Your instructions:
Reprint the full listing exactly.

Exercise input:
_ _ _ _

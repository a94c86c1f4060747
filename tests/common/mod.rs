//! Shared test fixtures for integration tests.

use std::f64::consts::PI;

use repdays::config::RunConfig;
use repdays::weather::{Site, WeatherData};
use repdays::{DAYS_PER_YEAR, HOURS_PER_YEAR};

/// Mojave-like test site.
pub fn desert_site() -> Site {
    Site {
        latitude: 34.9,
        longitude: -116.8,
        time_zone: -8.0,
        elevation: 561.0,
    }
}

/// One deterministic synthetic year: a clear-sky diurnal irradiance shape
/// whose amplitude follows a seasonal sine, temperatures that track the
/// sun, and calm wind.
pub fn synthetic_weather() -> WeatherData {
    let mut dni = Vec::with_capacity(HOURS_PER_YEAR);
    let mut ghi = Vec::with_capacity(HOURS_PER_YEAR);
    let mut tdry = Vec::with_capacity(HOURS_PER_YEAR);
    for d in 0..DAYS_PER_YEAR {
        let season = 1.0 + 0.5 * (2.0 * PI * (d as f64 - 80.0) / 365.0).sin();
        for h in 0..24 {
            let sun = (PI * (h as f64 - 6.0) / 12.0).sin().max(0.0);
            dni.push(650.0 * season * sun);
            ghi.push(500.0 * season * sun);
            tdry.push(12.0 + 10.0 * season * sun);
        }
    }
    let wspd = vec![4.0; HOURS_PER_YEAR];
    WeatherData::from_series(desert_site(), 2019, dni, ghi, tdry, wspd)
        .expect("fixture series should be consistent")
}

/// Hourly price fixture with a morning and a taller evening peak, scaled up
/// in the second half of the year.
pub fn synthetic_price() -> Vec<f64> {
    (0..HOURS_PER_YEAR)
        .map(|t| {
            let h = t % 24;
            let d = t / 24;
            let peaks = match h {
                7..=9 => 1.4,
                17..=21 => 1.9,
                _ => 0.8,
            };
            if d >= 182 { 1.5 * peaks } else { peaks }
        })
        .collect()
}

/// A configuration small enough for fast integration runs: 22 groups of
/// 16 days, 4 target clusters with a one-cluster tolerance.
pub fn fast_config() -> RunConfig {
    let mut cfg = RunConfig::baseline();
    cfg.clustering.ndays = 16;
    cfg.clustering.n_cluster = 4;
    cfg.clustering.enforce_tolerance = 1;
    cfg
}
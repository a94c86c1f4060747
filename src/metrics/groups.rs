//! Multi-day group feature vectors assembled from the daily tables.

use std::fmt;

use crate::DAYS_PER_YEAR;

use super::daily::DailyTables;
use super::types::{DayPlacement, MetricConfig};

/// Feature vector with a per-feature validity mask.
///
/// Used for the incomplete first/last day-groups of the year, whose
/// `_prev`/`_next` features can reference days outside the year. Undefined
/// features hold 0.0 and are excluded from distance computations through
/// the mask.
#[derive(Debug, Clone)]
pub struct BoundaryVector {
    pub values: Vec<f64>,
    pub defined: Vec<bool>,
}

impl BoundaryVector {
    /// Number of features.
    pub fn len(&self) -> usize {
        self.values.len()
    }

    /// True when the vector carries no features.
    pub fn is_empty(&self) -> bool {
        self.values.is_empty()
    }

    /// True when every feature references a day inside the year.
    pub fn fully_defined(&self) -> bool {
        self.defined.iter().all(|&d| d)
    }
}

/// Clustering inputs for one year: interior group rows plus the two
/// boundary vectors.
#[derive(Debug, Clone)]
pub struct GroupFeatures {
    /// `[group][feature]` matrix over the interior groups; every feature
    /// is defined.
    pub rows: Vec<Vec<f64>>,
    /// Feature vector for the incomplete group at year start (day 0).
    pub first: BoundaryVector,
    /// Feature vector for the incomplete group at year end.
    pub last: BoundaryVector,
    /// Days per group.
    pub ndays: usize,
}

impl GroupFeatures {
    /// Number of interior groups.
    pub fn n_group(&self) -> usize {
        self.rows.len()
    }

    /// Features per group vector.
    pub fn feature_len(&self) -> usize {
        self.rows.first().map_or(0, Vec::len)
    }
}

/// Every metric weight is zero, so group vectors would have no features.
#[derive(Debug)]
pub struct NoFeaturesError;

impl fmt::Display for NoFeaturesError {
    fn fmt(&self, f: &mut fmt::Formatter<'_>) -> fmt::Result {
        write!(
            f,
            "no weighted metrics: the group feature matrix has zero columns"
        )
    }
}

impl std::error::Error for NoFeaturesError {}

/// Number of interior `ndays` groups in a year, excluding the incomplete
/// first and last groups.
pub fn interior_group_count(ndays: usize) -> usize {
    (DAYS_PER_YEAR - 2) / ndays
}

/// Assembles the interior group rows and boundary vectors.
///
/// Group `g` starts at day `g * ndays + 1`; day 0 and the days after the
/// last full group form the boundary vectors. Each weighted metric
/// contributes its division averages multiplied by its weight, drawn from
/// the group's own days or the single adjacent day for `_prev`/`_next`
/// metrics.
///
/// # Errors
///
/// Returns `NoFeaturesError` when no metric carries weight.
pub fn assemble_groups(
    tables: &DailyTables,
    config: &MetricConfig,
    ndays: usize,
) -> Result<GroupFeatures, NoFeaturesError> {
    if config.feature_len(ndays) == 0 {
        return Err(NoFeaturesError);
    }
    let n_group = interior_group_count(ndays);

    let rows = (0..n_group)
        .map(|g| group_vector(tables, config, ndays, (g * ndays + 1) as isize).values)
        .collect();
    let first = group_vector(tables, config, ndays, 0);
    let last = group_vector(tables, config, ndays, (n_group * ndays + 1) as isize);

    Ok(GroupFeatures {
        rows,
        first,
        last,
        ndays,
    })
}

/// Builds the feature vector for a group starting at `start_day`, marking
/// features whose source day falls outside the year as undefined.
fn group_vector(
    tables: &DailyTables,
    config: &MetricConfig,
    ndays: usize,
    start_day: isize,
) -> BoundaryVector {
    let mut values = Vec::new();
    let mut defined = Vec::new();
    for metric in config.active() {
        let spec = config.spec(metric);
        let days: Vec<isize> = match metric.placement() {
            DayPlacement::PrevDay => vec![start_day - 1],
            DayPlacement::NextDay => vec![start_day + ndays as isize],
            DayPlacement::Own => (0..ndays as isize).map(|d| start_day + d).collect(),
        };
        let table = tables.get(metric);
        for day in days {
            let in_year = (0..DAYS_PER_YEAR as isize).contains(&day);
            match table {
                Some(t) if in_year => {
                    values.extend(t[day as usize].iter().map(|&v| v * spec.weight));
                    defined.extend(std::iter::repeat_n(true, spec.divisions));
                }
                _ => {
                    values.extend(std::iter::repeat_n(0.0, spec.divisions));
                    defined.extend(std::iter::repeat_n(false, spec.divisions));
                }
            }
        }
    }
    BoundaryVector { values, defined }
}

_ _ _ _

Answer to this problem:
repository a94c86c1f4060747
filename tests/common/mod.rs
//! Shared test fixtures for integration tests.

use std::f64::consts::PI;

use repdays::config::RunConfig;
use repdays::weather::{Site, WeatherData};
use repdays::{DAYS_PER_YEAR, HOURS_PER_YEAR};

/// Mojave-like test site.
pub fn desert_site() -> Site {
    Site {
        latitude: 34.9,
        longitude: -116.8,
        time_zone: -8.0,
        elevation: 561.0,
    }
}

/// One deterministic synthetic year: a clear-sky diurnal irradiance shape
/// whose amplitude follows a seasonal sine, temperatures that track the
/// sun, and calm wind.
pub fn synthetic_weather() -> WeatherData {
    let mut dni = Vec::with_capacity(HOURS_PER_YEAR);
    let mut ghi = Vec::with_capacity(HOURS_PER_YEAR);
    let mut tdry = Vec::with_capacity(HOURS_PER_YEAR);
    for d in 0..DAYS_PER_YEAR {
        let season = 1.0 + 0.5 * (2.0 * PI * (d as f64 - 80.0) / 365.0).sin();
        for h in 0..24 {
            let sun = (PI * (h as f64 - 6.0) / 12.0).sin().max(0.0);
            dni.push(650.0 * season * sun);
            ghi.push(500.0 * season * sun);
            tdry.push(12.0 + 10.0 * season * sun);
        }
    }
    let wspd = vec![4.0; HOURS_PER_YEAR];
    WeatherData::from_series(desert_site(), 2019, dni, ghi, tdry, wspd)
        .expect("fixture series should be consistent")
}

/// Hourly price fixture with a morning and a taller evening peak, scaled up
/// in the second half of the year.
pub fn synthetic_price() -> Vec<f64> {
    (0..HOURS_PER_YEAR)
        .map(|t| {
            let h = t % 24;
            let d = t / 24;
            let peaks = match h {
                7..=9 => 1.4,
                17..=21 => 1.9,
                _ => 0.8,
            };
            if d >= 182 { 1.5 * peaks } else { peaks }
        })
        .collect()
}

/// A configuration small enough for fast integration runs: 22 groups of
/// 16 days, 4 target clusters with a one-cluster tolerance.
pub fn fast_config() -> RunConfig {
    let mut cfg = RunConfig::baseline();
    cfg.clustering.ndays = 16;
    cfg.clustering.n_cluster = 4;
    cfg.clustering.enforce_tolerance = 1;
    cfg
}
repository a94c86c1f4060747
filename src/metrics/groups.rs
//! Multi-day group feature vectors assembled from the daily tables.

use std::fmt;

use crate::DAYS_PER_YEAR;

use super::daily::DailyTables;
use super::types::{DayPlacement, MetricConfig};

/// Feature vector with a per-feature validity mask.
///
/// Used for the incomplete first/last day-groups of the year, whose
/// `_prev`/`_next` features can reference days outside the year. Undefined
/// features hold 0.0 and are excluded from distance computations through
/// the mask.
#[derive(Debug, Clone)]
pub struct BoundaryVector {
    pub values: Vec<f64>,
    pub defined: Vec<bool>,
}

impl BoundaryVector {
    /// Number of features.
    pub fn len(&self) -> usize {
        self.values.len()
    }

    /// True when the vector carries no features.
    pub fn is_empty(&self) -> bool {
        self.values.is_empty()
    }

    /// True when every feature references a day inside the year.
    pub fn fully_defined(&self) -> bool {
        self.defined.iter().all(|&d| d)
    }
}

/// Clustering inputs for one year: interior group rows plus the two
/// boundary vectors.
#[derive(Debug, Clone)]
pub struct GroupFeatures {
    /// `[group][feature]` matrix over the interior groups; every feature
    /// is defined.
    pub rows: Vec<Vec<f64>>,
    /// Feature vector for the incomplete group at year start (day 0).
    pub first: BoundaryVector,
    /// Feature vector for the incomplete group at year end.
    pub last: BoundaryVector,
    /// Days per group.
    pub ndays: usize,
}

impl GroupFeatures {
    /// Number of interior groups.
    pub fn n_group(&self) -> usize {
        self.rows.len()
    }

    /// Features per group vector.
    pub fn feature_len(&self) -> usize {
        self.rows.first().map_or(0, Vec::len)
    }
}

/// Every metric weight is zero, so group vectors would have no features.
#[derive(Debug)]
pub struct NoFeaturesError;

impl fmt::Display for NoFeaturesError {
    fn fmt(&self, f: &mut fmt::Formatter<'_>) -> fmt::Result {
        write!(
            f,
            "no weighted metrics: the group feature matrix has zero columns"
        )
    }
}

impl std::error::Error for NoFeaturesError {}

/// Number of interior `ndays` groups in a year, excluding the incomplete
/// first and last groups.
pub fn interior_group_count(ndays: usize) -> usize {
    (DAYS_PER_YEAR - 2) / ndays
}

/// Assembles the interior group rows and boundary vectors.
///
/// Group `g` starts at day `g * ndays + 1`; day 0 and the days after the
/// last full group form the boundary vectors. Each weighted metric
/// contributes its division averages multiplied by its weight, drawn from
/// the group's own days or the single adjacent day for `_prev`/`_next`
/// metrics.
///
/// # Errors
///
/// Returns `NoFeaturesError` when no metric carries weight.
pub fn assemble_groups(
    tables: &DailyTables,
    config: &MetricConfig,
    ndays: usize,
) -> Result<GroupFeatures, NoFeaturesError> {
    if config.feature_len(ndays) == 0 {
        return Err(NoFeaturesError);
    }
    let n_group = interior_group_count(ndays);

    let rows = (0..n_group)
        .map(|g| group_vector(tables, config, ndays, (g * ndays + 1) as isize).values)
        .collect();
    let first = group_vector(tables, config, ndays, 0);
    let last = group_vector(tables, config, ndays, (n_group * ndays + 1) as isize);

    Ok(GroupFeatures {
        rows,
        first,
        last,
        ndays,
    })
}

/// Builds the feature vector for a group starting at `start_day`, marking
/// features whose source day falls outside the year as undefined.
fn group_vector(
    tables: &DailyTables,
    config: &MetricConfig,
    ndays: usize,
    start_day: isize,
) -> BoundaryVector {
    let mut values = Vec::new();
    let mut defined = Vec::new();
    for metric in config.active() {
        let spec = config.spec(metric);
        let days: Vec<isize> = match metric.placement() {
            DayPlacement::PrevDay => vec![start_day - 1],
            DayPlacement::NextDay => vec![start_day + ndays as isize],
            DayPlacement::Own => (0..ndays as isize).map(|d| start_day + d).collect(),
        };
        let table = tables.get(metric);
        for day in days {
            let in_year = (0..DAYS_PER_YEAR as isize).contains(&day);
            match table {
                Some(t) if in_year => {
                    values.extend(t[day as usize].iter().map(|&v| v * spec.weight));
                    defined.extend(std::iter::repeat_n(true, spec.divisions));
                }
                _ => {
                    values.extend(std::iter::repeat_n(0.0, spec.divisions));
                    defined.extend(std::iter::repeat_n(false, spec.divisions));
                }
            }
        }
    }
    BoundaryVector { values, defined }
}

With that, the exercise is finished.